Count every line in the following entries where the word "shutdown" appears. Give the count alone.

(Stored items)
###

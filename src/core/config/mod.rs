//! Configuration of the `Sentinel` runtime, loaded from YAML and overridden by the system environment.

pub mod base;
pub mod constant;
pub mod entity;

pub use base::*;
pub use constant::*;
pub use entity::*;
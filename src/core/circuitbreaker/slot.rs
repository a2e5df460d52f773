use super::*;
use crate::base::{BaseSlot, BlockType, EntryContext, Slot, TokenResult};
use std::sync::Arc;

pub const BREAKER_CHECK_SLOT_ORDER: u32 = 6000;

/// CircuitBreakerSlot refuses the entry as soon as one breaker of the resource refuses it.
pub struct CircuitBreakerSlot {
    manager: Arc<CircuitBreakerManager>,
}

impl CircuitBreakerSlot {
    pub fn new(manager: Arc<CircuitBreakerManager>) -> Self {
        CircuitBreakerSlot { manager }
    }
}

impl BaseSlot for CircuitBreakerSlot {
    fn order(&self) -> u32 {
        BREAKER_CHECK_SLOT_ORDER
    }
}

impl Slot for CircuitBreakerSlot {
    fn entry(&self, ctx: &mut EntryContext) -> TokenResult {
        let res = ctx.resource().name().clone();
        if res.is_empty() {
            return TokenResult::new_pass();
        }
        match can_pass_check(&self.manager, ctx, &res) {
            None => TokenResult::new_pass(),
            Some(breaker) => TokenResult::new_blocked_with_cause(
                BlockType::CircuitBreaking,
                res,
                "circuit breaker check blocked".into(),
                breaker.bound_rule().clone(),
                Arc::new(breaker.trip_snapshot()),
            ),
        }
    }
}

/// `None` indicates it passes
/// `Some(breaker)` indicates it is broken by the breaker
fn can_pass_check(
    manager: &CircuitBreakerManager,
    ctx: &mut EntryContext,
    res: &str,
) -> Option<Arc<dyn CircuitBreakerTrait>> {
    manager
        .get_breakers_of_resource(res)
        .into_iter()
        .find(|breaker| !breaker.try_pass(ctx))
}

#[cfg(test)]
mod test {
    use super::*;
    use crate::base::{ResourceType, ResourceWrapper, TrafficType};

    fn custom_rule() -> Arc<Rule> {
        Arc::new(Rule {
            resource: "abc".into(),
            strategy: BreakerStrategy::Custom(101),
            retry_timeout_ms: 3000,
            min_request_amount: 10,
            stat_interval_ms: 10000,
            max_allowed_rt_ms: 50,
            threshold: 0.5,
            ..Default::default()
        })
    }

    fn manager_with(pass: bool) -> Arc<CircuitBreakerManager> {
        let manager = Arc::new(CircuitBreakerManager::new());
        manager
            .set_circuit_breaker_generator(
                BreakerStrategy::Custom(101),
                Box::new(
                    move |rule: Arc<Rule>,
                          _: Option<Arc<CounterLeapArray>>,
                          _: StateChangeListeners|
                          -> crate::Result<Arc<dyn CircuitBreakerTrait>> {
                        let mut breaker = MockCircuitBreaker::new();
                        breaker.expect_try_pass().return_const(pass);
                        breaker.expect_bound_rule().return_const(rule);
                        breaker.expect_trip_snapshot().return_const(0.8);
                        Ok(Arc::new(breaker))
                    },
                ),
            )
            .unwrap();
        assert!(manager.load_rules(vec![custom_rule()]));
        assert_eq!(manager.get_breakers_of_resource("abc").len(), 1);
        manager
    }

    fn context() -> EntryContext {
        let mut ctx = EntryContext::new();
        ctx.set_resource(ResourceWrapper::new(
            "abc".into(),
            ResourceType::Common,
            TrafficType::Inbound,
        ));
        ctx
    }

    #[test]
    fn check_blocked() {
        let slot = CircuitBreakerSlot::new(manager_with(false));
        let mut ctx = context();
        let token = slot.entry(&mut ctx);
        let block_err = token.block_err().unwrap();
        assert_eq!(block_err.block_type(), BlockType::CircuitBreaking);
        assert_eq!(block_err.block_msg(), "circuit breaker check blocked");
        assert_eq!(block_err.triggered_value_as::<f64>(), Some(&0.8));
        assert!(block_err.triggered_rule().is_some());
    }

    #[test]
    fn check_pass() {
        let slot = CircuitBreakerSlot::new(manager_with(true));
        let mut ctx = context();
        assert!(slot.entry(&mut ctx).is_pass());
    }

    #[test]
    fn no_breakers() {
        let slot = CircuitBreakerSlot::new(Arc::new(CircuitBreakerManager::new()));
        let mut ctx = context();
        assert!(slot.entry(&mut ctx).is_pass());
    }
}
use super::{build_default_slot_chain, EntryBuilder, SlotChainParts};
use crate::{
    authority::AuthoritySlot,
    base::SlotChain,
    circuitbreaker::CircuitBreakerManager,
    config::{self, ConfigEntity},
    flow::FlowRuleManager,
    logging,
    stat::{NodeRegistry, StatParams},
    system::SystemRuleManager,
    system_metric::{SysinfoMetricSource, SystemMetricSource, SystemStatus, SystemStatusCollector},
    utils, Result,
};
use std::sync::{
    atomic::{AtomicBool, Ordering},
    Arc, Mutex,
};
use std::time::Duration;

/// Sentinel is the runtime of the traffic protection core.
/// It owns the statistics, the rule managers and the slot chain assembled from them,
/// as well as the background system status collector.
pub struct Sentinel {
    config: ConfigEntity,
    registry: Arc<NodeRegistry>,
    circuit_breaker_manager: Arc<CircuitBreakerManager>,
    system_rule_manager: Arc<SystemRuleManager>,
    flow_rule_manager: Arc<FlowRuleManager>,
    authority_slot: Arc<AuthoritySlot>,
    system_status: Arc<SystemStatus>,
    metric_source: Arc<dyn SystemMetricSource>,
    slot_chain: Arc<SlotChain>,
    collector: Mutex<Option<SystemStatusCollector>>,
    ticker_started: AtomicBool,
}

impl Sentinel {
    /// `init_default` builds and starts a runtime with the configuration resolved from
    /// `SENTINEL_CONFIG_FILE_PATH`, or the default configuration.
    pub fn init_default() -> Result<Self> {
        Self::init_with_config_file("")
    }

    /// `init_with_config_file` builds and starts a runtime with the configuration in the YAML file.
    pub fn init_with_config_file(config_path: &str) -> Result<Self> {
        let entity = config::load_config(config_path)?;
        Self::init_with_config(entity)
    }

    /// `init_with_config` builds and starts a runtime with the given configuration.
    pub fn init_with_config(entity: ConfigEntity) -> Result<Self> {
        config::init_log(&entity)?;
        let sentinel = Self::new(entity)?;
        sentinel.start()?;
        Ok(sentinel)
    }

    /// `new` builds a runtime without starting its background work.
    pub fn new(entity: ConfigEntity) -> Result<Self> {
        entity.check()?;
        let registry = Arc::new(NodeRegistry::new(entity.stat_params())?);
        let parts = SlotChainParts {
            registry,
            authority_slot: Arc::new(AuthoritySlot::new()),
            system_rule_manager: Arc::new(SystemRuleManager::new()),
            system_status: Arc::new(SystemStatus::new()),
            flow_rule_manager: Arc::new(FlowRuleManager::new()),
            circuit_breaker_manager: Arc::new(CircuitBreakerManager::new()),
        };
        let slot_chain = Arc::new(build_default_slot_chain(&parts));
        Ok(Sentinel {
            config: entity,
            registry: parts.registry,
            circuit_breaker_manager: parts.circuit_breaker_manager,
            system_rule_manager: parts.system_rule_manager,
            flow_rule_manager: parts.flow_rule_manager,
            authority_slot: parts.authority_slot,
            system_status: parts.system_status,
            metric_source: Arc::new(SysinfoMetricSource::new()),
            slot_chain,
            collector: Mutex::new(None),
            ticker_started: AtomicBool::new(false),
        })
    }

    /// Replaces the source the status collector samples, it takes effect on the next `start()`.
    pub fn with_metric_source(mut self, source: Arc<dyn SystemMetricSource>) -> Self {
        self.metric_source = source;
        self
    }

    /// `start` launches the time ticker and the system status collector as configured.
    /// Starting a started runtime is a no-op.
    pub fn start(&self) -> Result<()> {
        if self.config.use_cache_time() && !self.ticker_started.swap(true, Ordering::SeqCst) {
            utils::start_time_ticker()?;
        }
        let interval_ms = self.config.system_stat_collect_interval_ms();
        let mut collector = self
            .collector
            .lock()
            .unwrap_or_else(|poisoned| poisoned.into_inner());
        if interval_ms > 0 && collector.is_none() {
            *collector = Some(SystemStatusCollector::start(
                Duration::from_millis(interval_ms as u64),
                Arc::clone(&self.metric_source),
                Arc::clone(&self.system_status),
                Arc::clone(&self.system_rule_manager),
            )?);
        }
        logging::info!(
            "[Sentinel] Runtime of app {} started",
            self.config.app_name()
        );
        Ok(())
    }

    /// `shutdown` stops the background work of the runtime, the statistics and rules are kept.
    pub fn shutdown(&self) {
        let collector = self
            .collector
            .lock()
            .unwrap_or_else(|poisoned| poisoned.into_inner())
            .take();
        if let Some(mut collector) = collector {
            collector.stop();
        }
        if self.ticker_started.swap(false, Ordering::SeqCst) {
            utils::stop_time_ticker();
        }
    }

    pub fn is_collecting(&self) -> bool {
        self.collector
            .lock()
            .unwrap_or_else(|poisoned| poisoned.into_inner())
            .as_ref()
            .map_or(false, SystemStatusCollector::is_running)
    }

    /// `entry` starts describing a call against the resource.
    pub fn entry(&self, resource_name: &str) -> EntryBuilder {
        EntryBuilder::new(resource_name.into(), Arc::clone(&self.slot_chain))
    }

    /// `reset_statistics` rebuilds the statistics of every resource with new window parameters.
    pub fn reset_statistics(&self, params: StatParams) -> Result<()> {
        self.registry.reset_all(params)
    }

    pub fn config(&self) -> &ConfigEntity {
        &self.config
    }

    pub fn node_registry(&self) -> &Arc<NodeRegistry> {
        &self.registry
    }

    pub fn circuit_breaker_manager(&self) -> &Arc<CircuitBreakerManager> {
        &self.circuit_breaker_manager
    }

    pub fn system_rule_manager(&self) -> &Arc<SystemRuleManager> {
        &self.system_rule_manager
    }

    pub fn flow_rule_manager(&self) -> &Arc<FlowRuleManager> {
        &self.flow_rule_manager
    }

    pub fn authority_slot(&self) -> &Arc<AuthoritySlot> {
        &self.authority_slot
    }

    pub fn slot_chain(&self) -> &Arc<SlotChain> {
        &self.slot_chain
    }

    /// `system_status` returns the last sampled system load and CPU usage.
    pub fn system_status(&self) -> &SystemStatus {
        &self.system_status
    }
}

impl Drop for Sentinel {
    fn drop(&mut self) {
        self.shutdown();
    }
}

###

Solved problem:
3